Posted by The Campaign on January 28, 2010 at 10:14 AM

$60 billion: the estimated amount of fraud within Medicare each year

$17 million: the average annual amount of money saved by each health plan’s anti-fraud operations

$7.60: the average amount of money a health plan returns to the company and policyholders for every one dollar invested in anti-fraud operations – which keeps health care costs down for businesses and working families

Source: Anti-Fraud Management Survey Report for 2007 by the National Health Care Anti-Fraud Association

Health care fraud leads to higher costs for businesses, workers, and families. The overwhelming majority of health claims are legitimate and paid on-time, but for those that might be fraudulent, health plans use a variety of measures to prevent and detect them, including:

·         Education and awareness campaigns: Policyholders, providers, and the public are encouraged to report any suspected fraud through telephone hotlines and websites.

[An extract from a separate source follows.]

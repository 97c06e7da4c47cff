use std::process::ExitCode;

fn main() -> ExitCode {
    eivs_cli::run()
}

·         Commitment to safety: Health plans ensure their networks include only credentialed providers to protect consumers from unlicensed providers.

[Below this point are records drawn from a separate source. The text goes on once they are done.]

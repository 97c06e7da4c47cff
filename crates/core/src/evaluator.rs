//! Single-rule evaluation: render → execute → interpret.

use std::collections::HashMap;
use std::sync::Arc;
use std::time::Duration;

use regex::Regex;
use serde_json::Value;
use tracing::debug;

use crate::adapter::{execute_with_retry, AdapterSet, ResultSet, RetryPolicy};
use crate::domain::record::{scalar_text, CandidateRecord};
use crate::domain::rule::{ExpectedValue, RuleType, ValidationRule};
use crate::domain::verdict::RuleOutcome;
use crate::errors::{EngineError, RenderError};
use crate::renderer::render;
use crate::resolver::LookupTarget;

pub const DEFAULT_ADAPTER_TIMEOUT: Duration = Duration::from_secs(5);

/// Pass/fail decision plus a human-readable reason. Errors are carried
/// separately as [`EngineError`].
#[derive(Clone, Debug, PartialEq, Eq)]
pub struct RuleCheck {
    pub passed: bool,
    pub detail: String,
}

impl RuleCheck {
    pub fn pass(detail: impl Into<String>) -> Self {
        Self { passed: true, detail: detail.into() }
    }

    pub fn fail(detail: impl Into<String>) -> Self {
        Self { passed: false, detail: detail.into() }
    }
}

pub struct CustomRuleContext<'a> {
    pub rule: &'a ValidationRule,
    pub record: &'a CandidateRecord,
    pub params: &'a Value,
    /// Present only when the rule declares a condition template.
    pub rows: Option<&'a ResultSet>,
}

/// Extension point for `custom` rule types, dispatched by tag.
pub trait CustomRule: Send + Sync {
    fn tag(&self) -> &str;

    fn check(&self, context: CustomRuleContext<'_>) -> Result<RuleCheck, EngineError>;
}

#[derive(Clone, Default)]
pub struct CustomRuleRegistry {
    rules: HashMap<String, Arc<dyn CustomRule>>,
}

impl CustomRuleRegistry {
    pub fn new() -> Self {
        Self::default()
    }

    pub fn with_builtin_rules() -> Self {
        let mut registry = Self::new();
        registry.register(Arc::new(RowCountRule));
        registry
    }

    pub fn register(&mut self, rule: Arc<dyn CustomRule>) {
        self.rules.insert(rule.tag().to_string(), rule);
    }

    pub fn get(&self, tag: &str) -> Option<Arc<dyn CustomRule>> {
        self.rules.get(tag).cloned()
    }
}

/// `row_count`: passes when the lookup row count lies in `[min, max]`.
/// `min` defaults to 1, `max` is unbounded when absent.
pub struct RowCountRule;

impl CustomRule for RowCountRule {
    fn tag(&self) -> &str {
        "row_count"
    }

    fn check(&self, context: CustomRuleContext<'_>) -> Result<RuleCheck, EngineError> {
        let rows = context.rows.ok_or_else(|| {
            EngineError::InvalidRule("row_count requires a condition template".to_string())
        })?;
        let min = bound(context.params, "min")?.unwrap_or(1);
        let max = bound(context.params, "max")?;

        let count = rows.len() as u64;
        let within = count >= min && max.map_or(true, |max| count <= max);
        let range = match max {
            Some(max) => format!("[{min}, {max}]"),
            None => format!("[{min}, ∞)"),
        };

        if within {
            Ok(RuleCheck::pass(format!("{count} row(s) within {range}")))
        } else {
            Ok(RuleCheck::fail(format!("{count} row(s) outside {range}")))
        }
    }
}

fn bound(params: &Value, key: &str) -> Result<Option<u64>, EngineError> {
    match params.get(key) {
        None | Some(Value::Null) => Ok(None),
        Some(value) => value.as_u64().map(Some).ok_or_else(|| {
            EngineError::InvalidRule(format!("row_count `{key}` must be a non-negative integer"))
        }),
    }
}

#[derive(Clone)]
pub struct RuleEvaluator {
    adapters: AdapterSet,
    custom_rules: CustomRuleRegistry,
    adapter_timeout: Duration,
    retry: RetryPolicy,
}

impl RuleEvaluator {
    pub fn new(adapters: AdapterSet) -> Self {
        Self {
            adapters,
            custom_rules: CustomRuleRegistry::with_builtin_rules(),
            adapter_timeout: DEFAULT_ADAPTER_TIMEOUT,
            retry: RetryPolicy::none(),
        }
    }

    pub fn with_adapter_timeout(mut self, timeout: Duration) -> Self {
        self.adapter_timeout = timeout;
        self
    }

    pub fn with_retry(mut self, retry: RetryPolicy) -> Self {
        self.retry = retry;
        self
    }

    pub fn with_custom_rule(mut self, rule: Arc<dyn CustomRule>) -> Self {
        self.custom_rules.register(rule);
        self
    }

    pub fn adapters(&self) -> &AdapterSet {
        &self.adapters
    }

    pub fn adapter_timeout(&self) -> Duration {
        self.adapter_timeout
    }

    /// `target` must be supplied when [`ValidationRule::requires_lookup`] holds.
    pub async fn evaluate(
        &self,
        rule: &ValidationRule,
        record: &CandidateRecord,
        target: Option<&LookupTarget>,
    ) -> RuleOutcome {
        let outcome = match self.check(rule, record, target).await {
            Ok(check) if check.passed => RuleOutcome::pass(rule, check.detail),
            Ok(check) => RuleOutcome::fail(rule, check.detail),
            Err(error) => RuleOutcome::error(rule, &error),
        };

        debug!(
            event_name = "engine.rule.evaluated",
            tenant_id = %rule.tenant_id,
            rule_id = %rule.id,
            rule_code = %rule.code,
            rule_type = rule.rule_type.name(),
            status = ?outcome.status,
            "rule evaluated"
        );
        outcome
    }

    async fn check(
        &self,
        rule: &ValidationRule,
        record: &CandidateRecord,
        target: Option<&LookupTarget>,
    ) -> Result<RuleCheck, EngineError> {
        match &rule.rule_type {
            RuleType::Exists => {
                let rows = self.lookup(rule, record, target).await?;
                if rows.is_empty() {
                    Ok(RuleCheck::fail("lookup returned no rows"))
                } else {
                    Ok(RuleCheck::pass(format!("lookup returned {} row(s)", rows.len())))
                }
            }
            RuleType::Equals { column, expected, case_insensitive } => {
                let expected = expected_text(expected, record)?;
                let rows = self.lookup(rule, record, target).await?;
                let Some(row) = rows.single() else {
                    return Ok(RuleCheck::fail(format!(
                        "expected exactly one row, lookup returned {}",
                        rows.len()
                    )));
                };
                let Some(actual) = row.get(column).and_then(scalar_text) else {
                    return Ok(RuleCheck::fail(format!("column `{column}` has no scalar value")));
                };

                let matched = if *case_insensitive {
                    actual.to_lowercase() == expected.to_lowercase()
                } else {
                    actual.as_bytes() == expected.as_bytes()
                };
                if matched {
                    Ok(RuleCheck::pass(format!("`{column}` equals `{expected}`")))
                } else {
                    Ok(RuleCheck::fail(format!("`{column}` is `{actual}`, expected `{expected}`")))
                }
            }
            RuleType::Regex { pattern } => {
                let regex = Regex::new(pattern).map_err(|error| {
                    EngineError::InvalidRule(format!("pattern does not compile: {error}"))
                })?;
                let value = target_text(rule, record)?;
                let context = match rule.condition {
                    Some(_) => Some(self.lookup(rule, record, target).await?),
                    None => None,
                };

                let matched = regex.is_match(&value);
                let suffix = context
                    .map(|rows| format!(" ({} context row(s))", rows.len()))
                    .unwrap_or_default();
                if matched {
                    Ok(RuleCheck::pass(format!("`{}` matches pattern{suffix}", rule.target_field)))
                } else {
                    Ok(RuleCheck::fail(format!(
                        "`{}` does not match pattern{suffix}",
                        rule.target_field
                    )))
                }
            }
            RuleType::Custom { tag, params } => {
                let custom = self
                    .custom_rules
                    .get(tag)
                    .ok_or_else(|| EngineError::UnsupportedRuleType(tag.clone()))?;
                let rows = match rule.condition {
                    Some(_) => Some(self.lookup(rule, record, target).await?),
                    None => None,
                };
                custom.check(CustomRuleContext { rule, record, params, rows: rows.as_ref() })
            }
        }
    }

    async fn lookup(
        &self,
        rule: &ValidationRule,
        record: &CandidateRecord,
        target: Option<&LookupTarget>,
    ) -> Result<ResultSet, EngineError> {
        let condition = rule.condition.as_ref().ok_or_else(|| {
            EngineError::InvalidRule(format!(
                "`{}` rule has no condition template",
                rule.rule_type.name()
            ))
        })?;
        let target = target.ok_or_else(|| {
            EngineError::InvalidRule("no datasource connection resolved for lookup".to_string())
        })?;

        let query = render(condition, record)?;
        let adapter = self.adapters.get(target.kind)?;
        let rows = execute_with_retry(
            adapter.as_ref(),
            &target.connection,
            &query,
            self.adapter_timeout,
            self.retry,
        )
        .await?;
        Ok(rows)
    }
}

fn expected_text(
    expected: &ExpectedValue,
    record: &CandidateRecord,
) -> Result<String, EngineError> {
    match expected {
        ExpectedValue::Literal(text) => Ok(text.clone()),
        ExpectedValue::Field(field) => field_text(record, field),
    }
}

fn target_text(rule: &ValidationRule, record: &CandidateRecord) -> Result<String, EngineError> {
    field_text(record, &rule.target_field)
}

fn field_text(record: &CandidateRecord, field: &str) -> Result<String, EngineError> {
    let value = record
        .value(field)
        .ok_or_else(|| RenderError::MissingField { field: field.to_string() })?;
    let text = scalar_text(value)
        .ok_or_else(|| RenderError::UnsupportedValue { field: field.to_string() })?;
    Ok(text)
}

·         Cross-disciplinary teamwork: Employees from a variety of backgrounds investigate potential fraud and collaborate across a health plan in order to weed out only potentially fraudulent claims for investigation.

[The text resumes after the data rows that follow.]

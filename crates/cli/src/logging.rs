use eivs_core::config::{AppConfig, LogFormat};
use tracing::Level;

/// Installs the global subscriber. Logs go to stderr so command output on
/// stdout stays machine-readable.
pub fn init_logging(config: &AppConfig) {
    let log_level = config.logging.level.parse::<Level>().unwrap_or(Level::INFO);
    let builder = tracing_subscriber::fmt()
        .with_target(false)
        .with_max_level(log_level)
        .with_writer(std::io::stderr);

    let installed = match config.logging.format {
        LogFormat::Compact => builder.compact().try_init(),
        LogFormat::Pretty => builder.pretty().try_init(),
        LogFormat::Json => builder.json().try_init(),
    };

    if installed.is_err() {
        tracing::debug!(event_name = "cli.logging.already_installed", "subscriber already set");
    }
}
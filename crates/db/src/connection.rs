use std::time::Duration;

use eivs_core::config::DatabaseConfig;
use sqlx::sqlite::SqlitePoolOptions;

pub type DbPool = sqlx::SqlitePool;

pub async fn connect_from_config(config: &DatabaseConfig) -> Result<DbPool, sqlx::Error> {
    connect_with_settings(&config.url, config.max_connections, config.timeout_secs).await
}

pub async fn connect_with_settings(
    database_url: &str,
    max_connections: u32,
    timeout_secs: u64,
) -> Result<DbPool, sqlx::Error> {
    SqlitePoolOptions::new()
        .max_connections(max_connections.max(1))
        .acquire_timeout(Duration::from_secs(timeout_secs.max(1)))
        .after_connect(|conn, _meta| {
            Box::pin(async move {
                sqlx::query("PRAGMA foreign_keys = ON").execute(&mut *conn).await?;
                sqlx::query("PRAGMA journal_mode = WAL").execute(&mut *conn).await?;
                sqlx::query("PRAGMA busy_timeout = 5000").execute(&mut *conn).await?;
                Ok(())
            })
        })
        .connect(database_url)
        .await
}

·         Communications with policyholders: Policyholders are encouraged to monitor their explanation of benefit forms for medical services they did not receive and to report known instances of health fraud.

·         Monitoring and collaboration: Working with external law enforcement agencies at the state and federal levels, health plans prevent and protect consumers from fraud.

·         Use of sophisticated software: Analyzing claims data helps predict potential fraud and weed out the “outliers” for further investigation, allowing effective and efficient investigation of the few claims with potential for fraud.

·         Commitment to professional excellence: Health plans require credentialing and ongoing annual training for their staff dedicated to investigating health fraud in order to keep up with changes in technology and laws and effectively weed out health fraud and abuse.